Marina se arrependeu de ter ligado pra amiga. Ninguém pode confortar aquilo que não há conforto. Descobriu isso, assim que desligara o telefone. Sua mãe já devia ter ligado para o pai e para o irmão, que era casado, e já devia ter contado pra esposa. Marina sentiu vergonha, ela que sempre fora dona dela, que nunca se envergonhou de nada, que nunca ligou para o que pensariam. Dessa vez, pensou; dessa vez, pesou. A opinião dos outros, tudo, tudo pesava.
Por alguns instantes, sentiu que ia desabar. Desabou. Ninguém veria. Ficou na cama, olhando o teto por alguns instantes, que pareceram horas. Detestou se sentir assim, pesada, abandonada, enganada – mais por ela mesma, do que por Ricardo. Ricardo... Ricardo? Ele não tinha culpa. A culpa só podia ser dela, na necessidade de ser amada, não sentiu que já não o era, ficou com a ilusão. Iludida. Desiludida.
A culpa era dela, certo. Mas ela também era sua própria juíza. Sempre fora. Não precisava se submeter ao julgamento de ninguém. Nunca se submeteu. Então, decidiu que se absolvia. Decidiu que dava outra chance pra ela. Afinal, ainda era ré-primária. Vestiu-se. Saiu.
Quando voltava, de ônibus, com fones de ouvido e olhos fechados, pensava: “Nova!” O celular tocara, era Joana, de novo. Atendeu. “No ônibus.
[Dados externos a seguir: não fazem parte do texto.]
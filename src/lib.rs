//! Pfam Fusions Core Library
//!
//! Drives the Pfam sequence search for a set of query proteins and collects
//! the multi-domain architectures (fusion events) of every matched family.
//!
//! # Architecture
//!
//! The library is organized into the following modules:
//! - [`fasta`] - FASTA input reading
//! - [`fetch`] - HTTP exchanges behind the [`MarkupFetcher`] trait
//! - [`search`] - Search job submission, polling and result extraction
//! - [`architecture`] - Listing and detail page extraction per family
//! - [`resolver`] - PubSEED FIG id lookup for representative proteins
//! - [`report`] - Summary and details reports
//! - [`pipeline`] - One end-to-end run

// Clippy lints - strict for library code
#![deny(clippy::unwrap_used)]
#![deny(clippy::expect_used)]
#![warn(clippy::pedantic)]
#![allow(clippy::module_name_repetitions)]

pub mod architecture;
pub mod endpoints;
pub mod fasta;
pub mod fetch;
mod markup;
pub mod pipeline;
pub mod report;
pub mod resolver;
pub mod search;
#[cfg(test)]
mod test_support;
mod user_agent;

// Re-export commonly used types
pub use architecture::{Architecture, ArchitectureCollector, ExtractionMiss, Member, MissPolicy};
pub use endpoints::{DEFAULT_PFAM_BASE_URL, DEFAULT_PUBSEED_BASE_URL, Endpoints};
pub use fasta::{FastaError, FastaRecord, read_fasta};
pub use fetch::{FetchError, HttpFetcher, HttpTimeouts, MarkupFetcher};
pub use pipeline::{PipelineError, RunSummary, Settings, run};
pub use resolver::{FigMatch, IdentifierResolver, PubSeedResolver};
pub use search::{FamilyMatch, JobStatus, JobTracker, PollSettings};
//! Integration tests for a full run against mock Pfam and PubSEED services.

use std::sync::Arc;
use std::time::Duration;

use pfam_fusions::report::{DETAILS_HEADER, SUMMARY_HEADER};
use pfam_fusions::{
    Endpoints, HttpFetcher, HttpTimeouts, MissPolicy, PipelineError, PollSettings, Settings, run,
};
use tempfile::TempDir;
use wiremock::matchers::{method, path};
use wiremock::{Mock, MockServer, ResponseTemplate};

mod support;
use support::fixtures::{FASTA, mount_family, mount_pubseed, mount_two_job_scenario};
use support::socket_guard::start_mock_server_or_skip;

fn settings(server: &MockServer, dir: &TempDir, fasta: &str) -> Settings {
    let input = dir.path().join("input.fasta");
    std::fs::write(&input, fasta).unwrap();
    let mut settings = Settings::new(
        input,
        dir.path().join("summary.tsv"),
        dir.path().join("details.tsv"),
    );
    settings.endpoints =
        Endpoints::new(&server.uri(), &format!("{}/seed", server.uri())).unwrap();
    settings.poll = PollSettings {
        interval: Duration::ZERO,
        max_cycles: None,
    };
    settings.submit_delay = Duration::ZERO;
    settings
}

fn fetcher() -> Arc<HttpFetcher> {
    let timeouts = HttpTimeouts {
        connect_secs: 5,
        read_secs: 10,
    };
    Arc::new(HttpFetcher::new(timeouts).unwrap())
}

#[tokio::test]
async fn test_two_identifiers_one_failed_job() {
    let Some(server) = start_mock_server_or_skip().await else {
        return;
    };
    mount_two_job_scenario(&server).await;
    let dir = TempDir::new().unwrap();
    let settings = settings(&server, &dir, FASTA);

    let summary = run(&settings, fetcher()).await.unwrap();

    assert_eq!(summary.records, 2);
    assert_eq!(summary.submitted, 2);
    assert_eq!(summary.succeeded, 1);
    assert_eq!(summary.failed, 1);
    assert_eq!(summary.architectures, 1);
    assert_eq!(summary.members, 1);

    let uri = server.uri();
    let summary_tsv = std::fs::read_to_string(&settings.summary).unwrap();
    let lines: Vec<_> = summary_tsv.lines().collect();
    assert_eq!(lines.len(), 2, "expected header and one row:\n{summary_tsv}");
    assert_eq!(lines[0], SUMMARY_HEADER);
    assert_eq!(
        lines[1],
        format!(
            "orf1\tputative helicase\tDEAD (PF00270)\t24\t\
             =HYPERLINK(\"{uri}/protein/P12345\",\"P12345\")\t\
             =HYPERLINK(\"{uri}/seed?page=Annotation&feature=fig|83333.1.peg.4\",\"fig|83333.1.peg.4\")\t\
             DEAD\tHelicase_C"
        )
    );

    let details_tsv = std::fs::read_to_string(&settings.details).unwrap();
    let lines: Vec<_> = details_tsv.lines().collect();
    assert_eq!(lines[0], DETAILS_HEADER);
    assert_eq!(
        lines[1],
        format!(
            "orf1\tputative helicase\tDEAD (PF00270)\t\
             There are 24 sequences with the following architecture: DEAD, Helicase_C\t\
             =HYPERLINK(\"{uri}/protein/P12345\",\"P12345\")\t\
             DNA helicase\t320\tEscherichia coli"
        )
    );
}

#[tokio::test]
async fn test_pending_job_is_polled_until_done() {
    let Some(server) = start_mock_server_or_skip().await else {
        return;
    };
    Mock::given(method("POST"))
        .and(path("/search/sequence"))
        .respond_with(ResponseTemplate::new(200).set_body_string(
            "<jobs><job><result_url>/search/sequence/resultset/SLOW?output=xml</result_url></job></jobs>",
        ))
        .mount(&server)
        .await;
    Mock::given(method("GET"))
        .and(path("/search/sequence/resultset/SLOW"))
        .respond_with(ResponseTemplate::new(202))
        .up_to_n_times(2)
        .with_priority(1)
        .mount(&server)
        .await;
    Mock::given(method("GET"))
        .and(path("/search/sequence/resultset/SLOW"))
        .respond_with(ResponseTemplate::new(200).set_body_string("<pfam><results/></pfam>"))
        .mount(&server)
        .await;
    let dir = TempDir::new().unwrap();
    let settings = settings(&server, &dir, ">orf1\nMKV\n");

    let summary = run(&settings, fetcher()).await.unwrap();

    assert_eq!(summary.succeeded, 1);
    assert_eq!(summary.families, 0);
    let polls = server
        .received_requests()
        .await
        .unwrap()
        .iter()
        .filter(|r| r.url.path() == "/search/sequence/resultset/SLOW")
        .count();
    assert_eq!(polls, 3);
}

#[tokio::test]
async fn test_poll_cap_abandons_pending_job() {
    let Some(server) = start_mock_server_or_skip().await else {
        return;
    };
    Mock::given(method("POST"))
        .and(path("/search/sequence"))
        .respond_with(ResponseTemplate::new(200).set_body_string(
            "<jobs><job><result_url>/search/sequence/resultset/STUCK?output=xml</result_url></job></jobs>",
        ))
        .mount(&server)
        .await;
    Mock::given(method("GET"))
        .and(path("/search/sequence/resultset/STUCK"))
        .respond_with(ResponseTemplate::new(202))
        .mount(&server)
        .await;
    let dir = TempDir::new().unwrap();
    let mut settings = settings(&server, &dir, ">orf1\nMKV\n");
    settings.poll.max_cycles = Some(2);

    let summary = run(&settings, fetcher()).await.unwrap();

    assert_eq!(summary.abandoned, 1);
    assert_eq!(summary.architectures, 0);
}

#[tokio::test]
async fn test_listing_server_error_ends_run_without_reports() {
    let Some(server) = start_mock_server_or_skip().await else {
        return;
    };
    Mock::given(method("POST"))
        .and(path("/search/sequence"))
        .respond_with(ResponseTemplate::new(200).set_body_string(
            "<jobs><job><result_url>/search/sequence/resultset/J?output=xml</result_url></job></jobs>",
        ))
        .mount(&server)
        .await;
    Mock::given(method("GET"))
        .and(path("/search/sequence/resultset/J"))
        .respond_with(
            ResponseTemplate::new(200)
                .set_body_string(r#"<pfam><match accession="PF00270"/></pfam>"#),
        )
        .mount(&server)
        .await;
    Mock::given(method("GET"))
        .and(path("/family/PF00270"))
        .respond_with(ResponseTemplate::new(503))
        .mount(&server)
        .await;
    let dir = TempDir::new().unwrap();
    let settings = settings(&server, &dir, ">orf1\nMKV\n");

    let err = run(&settings, fetcher()).await.unwrap_err();

    assert!(matches!(err, PipelineError::Transport(_)), "{err}");
    assert!(err.to_string().contains("503"));
    assert!(!settings.summary.exists());
}

#[tokio::test]
async fn test_fail_policy_surfaces_malformed_member() {
    let Some(server) = start_mock_server_or_skip().await else {
        return;
    };
    Mock::given(method("POST"))
        .and(path("/search/sequence"))
        .respond_with(ResponseTemplate::new(200).set_body_string(
            "<jobs><job><result_url>/search/sequence/resultset/J?output=xml</result_url></job></jobs>",
        ))
        .mount(&server)
        .await;
    Mock::given(method("GET"))
        .and(path("/search/sequence/resultset/J"))
        .respond_with(
            ResponseTemplate::new(200)
                .set_body_string(r#"<pfam><match accession="PF00270"/></pfam>"#),
        )
        .mount(&server)
        .await;
    Mock::given(method("GET"))
        .and(path("/domaingraphics/PF00270"))
        .and(wiremock::matchers::query_param("arch", "777"))
        .respond_with(
            ResponseTemplate::new(200)
                .set_body_string("<html><body><div><div>garbled block</div></div></body></html>"),
        )
        .with_priority(1)
        .mount(&server)
        .await;
    mount_family(&server).await;
    mount_pubseed(&server, "<html></html>").await;
    let dir = TempDir::new().unwrap();
    let mut settings = settings(&server, &dir, ">orf1\nMKV\n");
    settings.miss_policy = MissPolicy::Fail;

    let err = run(&settings, fetcher()).await.unwrap_err();

    assert!(matches!(err, PipelineError::Extraction(_)), "{err}");
    assert!(err.to_string().contains("garbled block"));
}
//! Member blocks of the zoomed detail view.
//!
//! Each block reads `ID [organism] function (N residues)`.

use std::sync::LazyLock;

use scraper::{ElementRef, Html, Selector};

use super::{ExtractionMiss, Member};
use crate::markup::{compile_static_selector, element_text};

static BODY_SELECTOR: LazyLock<Selector> = LazyLock::new(|| compile_static_selector("body"));

const RESIDUES_SUFFIX: &str = "residues)";

/// Texts of the member blocks in a detail document, in page order.
///
/// Blocks are the direct `div` children of `body`. A lone wrapper `div`
/// holding `div` children is looked through. Blocks without visible text are
/// skipped.
#[must_use]
pub fn detail_blocks(html: &str) -> Vec<String> {
    let document = Html::parse_document(html);
    let Some(body) = document.select(&BODY_SELECTOR).next() else {
        return Vec::new();
    };

    let top = div_children(body);
    let wrapped = match top.as_slice() {
        [wrapper] => div_children(*wrapper),
        _ => Vec::new(),
    };
    let blocks = if wrapped.is_empty() { top } else { wrapped };

    blocks
        .into_iter()
        .map(element_text)
        .filter(|text| !text.is_empty())
        .collect()
}

fn div_children(parent: ElementRef<'_>) -> Vec<ElementRef<'_>> {
    parent
        .children()
        .filter_map(ElementRef::wrap)
        .filter(|child| child.value().name() == "div")
        .collect()
}

/// Parses one member block.
///
/// # Errors
///
/// Returns [`ExtractionMiss::MemberBlock`] naming the first delimiter that
/// is missing, or a length that is not an integer.
pub fn parse_member(text: &str) -> Result<Member, ExtractionMiss> {
    let miss = |reason: &'static str| ExtractionMiss::MemberBlock {
        text: text.to_string(),
        reason,
    };

    let (protein_id, after_open) = text.split_once('[').ok_or_else(|| miss("missing '['"))?;
    let protein_id = protein_id.trim();
    if protein_id.is_empty() {
        return Err(miss("empty protein id"));
    }
    let (organism_name, after_close) = after_open
        .split_once(']')
        .ok_or_else(|| miss("missing ']'"))?;
    let (function, _) = after_close
        .split_once('(')
        .ok_or_else(|| miss("missing '('"))?;

    let (_, tail) = text.rsplit_once('(').ok_or_else(|| miss("missing '('"))?;
    let (length, _) = tail
        .split_once(RESIDUES_SUFFIX)
        .ok_or_else(|| miss("missing 'residues)'"))?;
    let length = length
        .trim()
        .parse::<u32>()
        .map_err(|_| miss("length is not an integer"))?;

    Ok(Member {
        protein_id: protein_id.to_string(),
        organism_name: organism_name.trim().to_string(),
        function: function.trim().to_string(),
        length,
    })
}
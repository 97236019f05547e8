//! Shared User-Agent string for Pfam and PubSEED traffic.
//!
//! Single source for the project URL and UA format so every request the tool
//! makes identifies itself the same way (good citizenship; RFC 9308).

/// Project URL for User-Agent identification.
const PROJECT_UA_URL: &str = "https://github.com/nicksrandall/pfam-fusions";

/// Default User-Agent for every outbound request.
#[must_use]
pub(crate) fn default_user_agent() -> String {
    let version = env!("CARGO_PKG_VERSION");
    format!("pfam-fusions/{version} (research-tool; +{PROJECT_UA_URL})")
}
Tô bem, sim! Tá! Tô chegando em casa já, sua chata!”. Abriu a porta de casa, ainda com os fones, ouvindo samba. No sofá, estavam sua mãe e Joana, seu pai na cozinha, correu pra sala ao ouvir a porta. Olharam pra ela abismados: Com o rosto levemente descontraído de sempre e sua inconfundível expressão de: “Tô ouvindo um samba”; os cabelos curtos, cacheados e louros, estava ela. Um anjo.